EXERCISE BRIEF:
The full set of entries should be repeated without a single change.

Dataset entries:
====

// Filter snapshot embedded in an export record
//
// The snapshot is frozen at export creation time so a later edit of the
// owning report never changes what an already-generated file claims to
// contain.

use chrono::{DateTime, Datelike, Duration, NaiveDate, NaiveTime};
use serde::{Deserialize, Serialize};

/// Named date-range shorthand, relative to "now" at resolution time
#[derive(Debug, Clone, Copy, PartialEq, Eq, Serialize, Deserialize, Default)]
pub enum DateRangePreset {
    #[default]
    #[serde(rename = "all")]
    All,
    #[serde(rename = "today")]
    Today,
    #[serde(rename = "yesterday")]
    Yesterday,
    #[serde(rename = "last7Days")]
    Last7Days,
    #[serde(rename = "last30Days")]
    Last30Days,
    #[serde(rename = "thisMonth")]
    ThisMonth,
    #[serde(rename = "thisYear")]
    ThisYear,
}

impl DateRangePreset {
    pub fn as_str(&self) -> &'static str {
        match self {
            DateRangePreset::All => "all",
            DateRangePreset::Today => "today",
            DateRangePreset::Yesterday => "yesterday",
            DateRangePreset::Last7Days => "last7Days",
            DateRangePreset::Last30Days => "last30Days",
            DateRangePreset::ThisMonth => "thisMonth",
            DateRangePreset::ThisYear => "thisYear",
        }
    }

    pub fn parse(s: &str) -> Self {
        match s {
            "today" => DateRangePreset::Today,
            "yesterday" => DateRangePreset::Yesterday,
            "last7Days" => DateRangePreset::Last7Days,
            "last30Days" => DateRangePreset::Last30Days,
            "thisMonth" => DateRangePreset::ThisMonth,
            "thisYear" => DateRangePreset::ThisYear,
            _ => DateRangePreset::All,
        }
    }
}

/// The filters an export was actually generated with
#[derive(Debug, Clone, PartialEq, Eq, Serialize, Deserialize, Default)]
pub struct FilterSnapshot {
    pub date_range: DateRangePreset,
    /// Explicit lower bound (epoch ms); takes precedence over the preset
    pub range_start: Option<i64>,
    /// Explicit upper bound (epoch ms); takes precedence over the preset
    pub range_end: Option<i64>,
    /// Field handles to include; empty means every exportable field
    pub fields: Vec<String>,
    pub site_id: Option<String>,
}

impl FilterSnapshot {
    /// Resolve the snapshot into concrete `[start, end)` bounds in epoch ms.
    ///
    /// Explicit bounds win over the preset whenever either one is set.
    pub fn resolve_bounds(&self, now_millis: i64) -> (Option<i64>, Option<i64>) {
        if self.range_start.is_some() || self.range_end.is_some() {
            return (self.range_start, self.range_end);
        }

        let Some(now) = DateTime::from_timestamp_millis(now_millis) else {
            return (None, None);
        };
        let today = now.date_naive();

        match self.date_range {
            DateRangePreset::All => (None, None),
            DateRangePreset::Today => (Some(midnight_millis(today)), None),
            DateRangePreset::Yesterday => (
                Some(midnight_millis(today - Duration::days(1))),
                Some(midnight_millis(today)),
            ),
            DateRangePreset::Last7Days => {
                (Some(now_millis - Duration::days(7).num_milliseconds()), None)
            }
            DateRangePreset::Last30Days => {
                (Some(now_millis - Duration::days(30).num_milliseconds()), None)
            }
            DateRangePreset::ThisMonth => {
                let first = NaiveDate::from_ymd_opt(today.year(), today.month(), 1)
                    .unwrap_or(today);
                (Some(midnight_millis(first)), None)
            }
            DateRangePreset::ThisYear => {
                let first = NaiveDate::from_ymd_opt(today.year(), 1, 1).unwrap_or(today);
                (Some(midnight_millis(first)), None)
            }
        }
    }
}

fn midnight_millis(date: NaiveDate) -> i64 {
    date.and_time(NaiveTime::MIN).and_utc().timestamp_millis()
}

====

OUTPUT BELOW:
// Filter snapshot embedded in an export record
//
// The snapshot is frozen at export creation time so a later edit of the
// owning report never changes what an already-generated file claims to
// contain.

use chrono::{DateTime, Datelike, Duration, NaiveDate, NaiveTime};
use serde::{Deserialize, Serialize};

/// Named date-range shorthand, relative to "now" at resolution time
#[derive(Debug, Clone, Copy, PartialEq, Eq, Serialize, Deserialize, Default)]
pub enum DateRangePreset {
    #[default]
    #[serde(rename = "all")]
    All,
    #[serde(rename = "today")]
    Today,
    #[serde(rename = "yesterday")]
    Yesterday,
    #[serde(rename = "last7Days")]
    Last7Days,
    #[serde(rename = "last30Days")]
    Last30Days,
    #[serde(rename = "thisMonth")]
    ThisMonth,
    #[serde(rename = "thisYear")]
    ThisYear,
}

impl DateRangePreset {
    pub fn as_str(&self) -> &'static str {
        match self {
            DateRangePreset::All => "all",
            DateRangePreset::Today => "today",
            DateRangePreset::Yesterday => "yesterday",
            DateRangePreset::Last7Days => "last7Days",
            DateRangePreset::Last30Days => "last30Days",
            DateRangePreset::ThisMonth => "thisMonth",
            DateRangePreset::ThisYear => "thisYear",
        }
    }

    pub fn parse(s: &str) -> Self {
        match s {
            "today" => DateRangePreset::Today,
            "yesterday" => DateRangePreset::Yesterday,
            "last7Days" => DateRangePreset::Last7Days,
            "last30Days" => DateRangePreset::Last30Days,
            "thisMonth" => DateRangePreset::ThisMonth,
            "thisYear" => DateRangePreset::ThisYear,
            _ => DateRangePreset::All,
        }
    }
}

/// The filters an export was actually generated with
#[derive(Debug, Clone, PartialEq, Eq, Serialize, Deserialize, Default)]
pub struct FilterSnapshot {
    pub date_range: DateRangePreset,
    /// Explicit lower bound (epoch ms); takes precedence over the preset
    pub range_start: Option<i64>,
    /// Explicit upper bound (epoch ms); takes precedence over the preset
    pub range_end: Option<i64>,
    /// Field handles to include; empty means every exportable field
    pub fields: Vec<String>,
    pub site_id: Option<String>,
}

impl FilterSnapshot {
    /// Resolve the snapshot into concrete `[start, end)` bounds in epoch ms.
    ///
    /// Explicit bounds win over the preset whenever either one is set.
    pub fn resolve_bounds(&self, now_millis: i64) -> (Option<i64>, Option<i64>) {
        if self.range_start.is_some() || self.range_end.is_some() {
            return (self.range_start, self.range_end);
        }

        let Some(now) = DateTime::from_timestamp_millis(now_millis) else {
            return (None, None);
        };
        let today = now.date_naive();

        match self.date_range {
            DateRangePreset::All => (None, None),
            DateRangePreset::Today => (Some(midnight_millis(today)), None),
            DateRangePreset::Yesterday => (
                Some(midnight_millis(today - Duration::days(1))),
                Some(midnight_millis(today)),
            ),
            DateRangePreset::Last7Days => {
                (Some(now_millis - Duration::days(7).num_milliseconds()), None)
            }
            DateRangePreset::Last30Days => {
                (Some(now_millis - Duration::days(30).num_milliseconds()), None)
            }
            DateRangePreset::ThisMonth => {
                let first = NaiveDate::from_ymd_opt(today.year(), today.month(), 1)
                    .unwrap_or(today);
                (Some(midnight_millis(first)), None)
            }
            DateRangePreset::ThisYear => {
                let first = NaiveDate::from_ymd_opt(today.year(), 1, 1).unwrap_or(today);
                (Some(midnight_millis(first)), None)
            }
        }
    }
}

fn midnight_millis(date: NaiveDate) -> i64 {
    date.and_time(NaiveTime::MIN).and_utc().timestamp_millis()
}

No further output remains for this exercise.